Ketika Tito Vilanova harus
mengundurkan diri (semoga hanya untuk sementara waktu) dari hiruk pikuk
sepak bola, pencarian kandidat pelatih Barcelona sebenarnya hanya
dibatasi oleh satu aturan: siapaapun ia, haruslah menganut filosofi
dasar sepak bola yang sejalan dengan Barcelona. Untuk itu, pilihan
sebetulnya tidak cukup banyak. Lalu ketika pilihan petinggi Barcelona
jatuh pada seorang Gerardo ‘Tata’ Martino, para pengamat seperti
Jonathan Wilson dan Daniel Colasimone, masing-masing dalam kolomnya di
The Guardian dan Bleacher Report, mengatakan bahwa pilihan ini sama
sekali tidak mengherankan.
Sebagai latar belakang, Tata Martino,
sebagaimana halnya Josep Guardiola dan Mauricio Pochettino, adalah
murid Marcelo Bielsa. Martino dan Pochettino pernah bermain di bawah
arahan Bielsa di Newell’s Old Boys pada dasawarsa 1990-an, sementara
orang pertama yang dimintai nasihat soal bagaimana melatih Barcelona
oleh Pep Guardiola adalah Marcelo Bielsa.
Bielsa memang tidak
pernah secara langsung terlibat dengan Barcelona, akan tetapi, dua
entitas ini menganut paham yang sama. Bielsa adalah seorang master dalam
bermain sepak bola proaktif. Tim yang diasuh Bielsa sebisa mungkin
harus berinisiatif lebih dulu menguasai bola. Apabila bola lepas dari
penguasaan timnya, pressing ketat langsung diberlakukan kepada lawan.

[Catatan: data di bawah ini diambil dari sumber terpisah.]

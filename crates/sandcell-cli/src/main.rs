//! # sandcell CLI Entry Point
//!
//! Main binary for the sandcell script sandbox. Runs the server and offers
//! two small debugging tools for looking inside record stores.
//!
//! ## Usage
//!
//! ```bash
//! # Start the server with the default socket and store paths
//! sandcell serve
//!
//! # Start the server somewhere else, redacting every stack trace
//! sandcell serve --socket /run/sandcell.sock --mmap-path /run/sandcell-share --redact-stacks
//!
//! # Print one record from a store
//! sandcell fetch /tmp/sandcell-share 0000000000a1k
//!
//! # Print store statistics
//! sandcell inspect /tmp/sandcell-share
//! ```
//!
//! `SANDCELL_SOCKET` and `SANDCELL_MMAP_PATH` override the default socket and
//! store paths when the matching flag is not given.

use std::time::Duration;

use anyhow::{Context, Result};
use argh::FromArgs;

use sandcell_common::{PayloadCodec, ShareReader, StackPolicy};
use sandcell_server::{CapabilityRegistry, SandboxServer, ServerConfig};

const SOCKET_ENV: &str = "SANDCELL_SOCKET";
const MMAP_PATH_ENV: &str = "SANDCELL_MMAP_PATH";

#[derive(FromArgs)]
/// sandcell - run untrusted scripts in per-connection sandboxes
struct Cli {
    #[argh(subcommand)]
    command: Commands,
}

#[derive(FromArgs)]
#[argh(subcommand)]
enum Commands {
    Serve(ServeArgs),
    Fetch(FetchArgs),
    Inspect(InspectArgs),
}

/// Arguments for running the server.
///
/// Flags win over environment variables, which win over the defaults in
/// `ServerConfig`.
#[derive(FromArgs)]
#[argh(subcommand, name = "serve")]
/// start the sandcell server
struct ServeArgs {
    /// path of the Unix socket to listen on
    #[argh(option, short = 's')]
    socket: Option<String>,

    /// path of the record store this server writes
    #[argh(option, long = "mmap-path")]
    mmap_path: Option<String>,

    /// prefix of peer store paths; the client id is appended
    #[argh(option, long = "share-prefix")]
    share_prefix: Option<String>,

    /// store size budget in megabytes
    #[argh(option, short = 'm', long = "memory-limit", default = "55")]
    memory_limit: u64,

    /// maximum number of live records in the store
    #[argh(option, long = "max-entries", default = "1024")]
    max_entries: u32,

    /// delay before the listener is bound again after a failure, in milliseconds
    #[argh(option, long = "restart-delay-ms", default = "500")]
    restart_delay_ms: u64,

    /// replace stack traces in every error record
    #[argh(switch, long = "redact-stacks")]
    redact_stacks: bool,
}

impl ServeArgs {
    fn into_config(self) -> ServerConfig {
        let defaults = ServerConfig::default();
        let socket_path = self
            .socket
            .or_else(|| std::env::var(SOCKET_ENV).ok())
            .map(Into::into)
            .unwrap_or(defaults.socket_path);
        let mmap_path = self
            .mmap_path
            .or_else(|| std::env::var(MMAP_PATH_ENV).ok())
            .map(Into::into)
            .unwrap_or(defaults.mmap_path);
        let share_prefix = self.share_prefix.unwrap_or(defaults.share_prefix);
        let stack_policy = if self.redact_stacks {
            StackPolicy::Redact
        } else {
            StackPolicy::Preserve
        };

        ServerConfig::new()
            .with_socket_path(socket_path)
            .with_mmap_path(mmap_path)
            .with_share_prefix(share_prefix)
            .with_memory_limit_mb(self.memory_limit)
            .with_max_entries(self.max_entries)
            .with_restart_delay(Duration::from_millis(self.restart_delay_ms))
            .with_stack_policy(stack_policy)
    }
}

#[derive(FromArgs)]
#[argh(subcommand, name = "fetch")]
/// print one record from a store file
struct FetchArgs {
    /// path of the store file
    #[argh(positional)]
    store: String,

    /// record identifier
    #[argh(positional)]
    id: String,

    /// print the payload on a single line
    #[argh(switch, short = 'c')]
    compact: bool,
}

#[derive(FromArgs)]
#[argh(subcommand, name = "inspect")]
/// print statistics of a store file
struct InspectArgs {
    /// path of the store file
    #[argh(positional)]
    store: String,
}

#[tokio::main]
async fn main() -> Result<()> {
    let cli: Cli = argh::from_env();

    // fetch and inspect print to stdout; keep logs out of the way unless asked
    let default_level = match cli.command {
        Commands::Serve(_) => "info",
        Commands::Fetch(_) | Commands::Inspect(_) => "warn",
    };
    let env_filter = tracing_subscriber::EnvFilter::try_from_default_env()
        .unwrap_or_else(|_| tracing_subscriber::EnvFilter::new(default_level));
    tracing_subscriber::fmt()
        .with_env_filter(env_filter)
        .with_writer(std::io::stderr)
        .init();

    match cli.command {
        Commands::Serve(args) => run_serve(args).await,
        Commands::Fetch(args) => run_fetch(args),
        Commands::Inspect(args) => run_inspect(args),
    }
}

async fn run_serve(args: ServeArgs) -> Result<()> {
    let config = args.into_config();
    tracing::info!("Socket: {}", config.socket_path.display());
    tracing::info!("Record store: {}", config.mmap_path.display());
    tracing::info!(
        "Store budget: {} MB ({} bytes, {} entries)",
        config.memory_limit_mb,
        config.store_capacity_bytes(),
        config.max_entries
    );
    if config.stack_policy == StackPolicy::Redact {
        tracing::info!("Stack traces are redacted");
    }

    let registry = CapabilityRegistry::standard();
    tracing::info!("Capabilities: {}", registry.names().join(", "));

    let server = SandboxServer::new(config, registry).context("failed to start server")?;
    server.run().await?;
    Ok(())
}

fn run_fetch(args: FetchArgs) -> Result<()> {
    let mut reader = ShareReader::open(&args.store)
        .with_context(|| format!("failed to open store {}", args.store))?;
    let record = reader
        .get(&args.id)?
        .with_context(|| format!("no record '{}' in {}", args.id, args.store))?;
    let value = PayloadCodec::decode(&record.payload)?;

    println!("kind: {}", record.kind);
    if args.compact {
        println!("{}", serde_json::to_string(&value)?);
    } else {
        println!("{}", serde_json::to_string_pretty(&value)?);
    }
    Ok(())
}

fn run_inspect(args: InspectArgs) -> Result<()> {
    let mut reader = ShareReader::open(&args.store)
        .with_context(|| format!("failed to open store {}", args.store))?;
    let stats = reader.stats()?;

    println!("store:    {}", args.store);
    println!("entries:  {}/{}", stats.live_entries, stats.max_entries);
    println!("data:     {}/{} bytes", stats.data_used, stats.data_capacity);
    println!("live:     {} bytes", stats.live_bytes);
    println!("closed:   {}", stats.closed);
    Ok(())
}

#[cfg(test)]
mod tests {
    use super::*;

    #[test]
    fn test_cli_parse_serve_defaults() {
        let args: Cli = Cli::from_args(&["sandcell"], &["serve"]).unwrap();
        match args.command {
            Commands::Serve(ServeArgs {
                socket,
                mmap_path,
                share_prefix,
                memory_limit,
                max_entries,
                restart_delay_ms,
                redact_stacks,
            }) => {
                assert!(socket.is_none());
                assert!(mmap_path.is_none());
                assert!(share_prefix.is_none());
                assert_eq!(memory_limit, 55);
                assert_eq!(max_entries, 1024);
                assert_eq!(restart_delay_ms, 500);
                assert!(!redact_stacks);
            }
            _ => panic!("Expected Serve command"),
        }
    }

    #[test]
    fn test_cli_parse_serve_with_options() {
        let args: Cli = Cli::from_args(&["sandcell"], &[
            "serve",
            "-s", "/run/sc.sock",
            "--mmap-path", "/run/sc-share",
            "--share-prefix", "/run/peer-",
            "--memory-limit", "8",
            "--max-entries", "16",
            "--restart-delay-ms", "50",
            "--redact-stacks",
        ]).unwrap();
        let Commands::Serve(serve) = args.command else {
            panic!("Expected Serve command");
        };

        let config = serve.into_config();
        assert_eq!(config.socket_path, std::path::PathBuf::from("/run/sc.sock"));
        assert_eq!(config.mmap_path, std::path::PathBuf::from("/run/sc-share"));
        assert_eq!(config.share_prefix, "/run/peer-");
        assert_eq!(config.memory_limit_mb, 8);
        assert_eq!(config.max_entries, 16);
        assert_eq!(config.restart_delay, Duration::from_millis(50));
        assert_eq!(config.stack_policy, StackPolicy::Redact);
        assert!(config.validate().is_ok());
    }

    #[test]
    fn test_cli_parse_serve_invalid_memory_limit() {
        let result = Cli::from_args(&["sandcell"], &["serve", "--memory-limit", "lots"]);
        assert!(result.is_err());
    }

    #[test]
    fn test_cli_parse_fetch() {
        let args: Cli = Cli::from_args(&["sandcell"], &["fetch", "/tmp/share", "00abc", "-c"]).unwrap();
        match args.command {
            Commands::Fetch(FetchArgs { store, id, compact }) => {
                assert_eq!(store, "/tmp/share");
                assert_eq!(id, "00abc");
                assert!(compact);
            }
            _ => panic!("Expected Fetch command"),
        }
    }

    #[test]
    fn test_cli_parse_fetch_missing_id() {
        let result = Cli::from_args(&["sandcell"], &["fetch", "/tmp/share"]);
        assert!(result.is_err());
    }

    #[test]
    fn test_cli_parse_inspect() {
        let args: Cli = Cli::from_args(&["sandcell"], &["inspect", "/tmp/share"]).unwrap();
        match args.command {
            Commands::Inspect(InspectArgs { store }) => assert_eq!(store, "/tmp/share"),
            _ => panic!("Expected Inspect command"),
        }
    }

    #[test]
    fn test_cli_parse_unknown_subcommand() {
        let result = Cli::from_args(&["sandcell"], &["run"]);
        assert!(result.is_err());
    }
}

Selain itu, ‘El Loco’ Bielsa selalu menuntut anak asuhnya untuk bisa
bermain di lebih dari satu posisi. Semuanya harus cair dan dinamis.
Familiar? Tentu saja, karena itulah cara bermain Barcelona yang biasa kita saksikan di layar kaca.
Tata
Martino mungkin tidak akan senekat Bielsa atau bertele-tele seperti
Guardiola. Menurut Daniel Colasimone, Martino lebih mirip dengan Tito
Vilanova yang cenderung lebih direct dibanding Guardiola. Martino juga
merupakan tipe pelatih yang mau berkompromi dengan dirinya sendiri.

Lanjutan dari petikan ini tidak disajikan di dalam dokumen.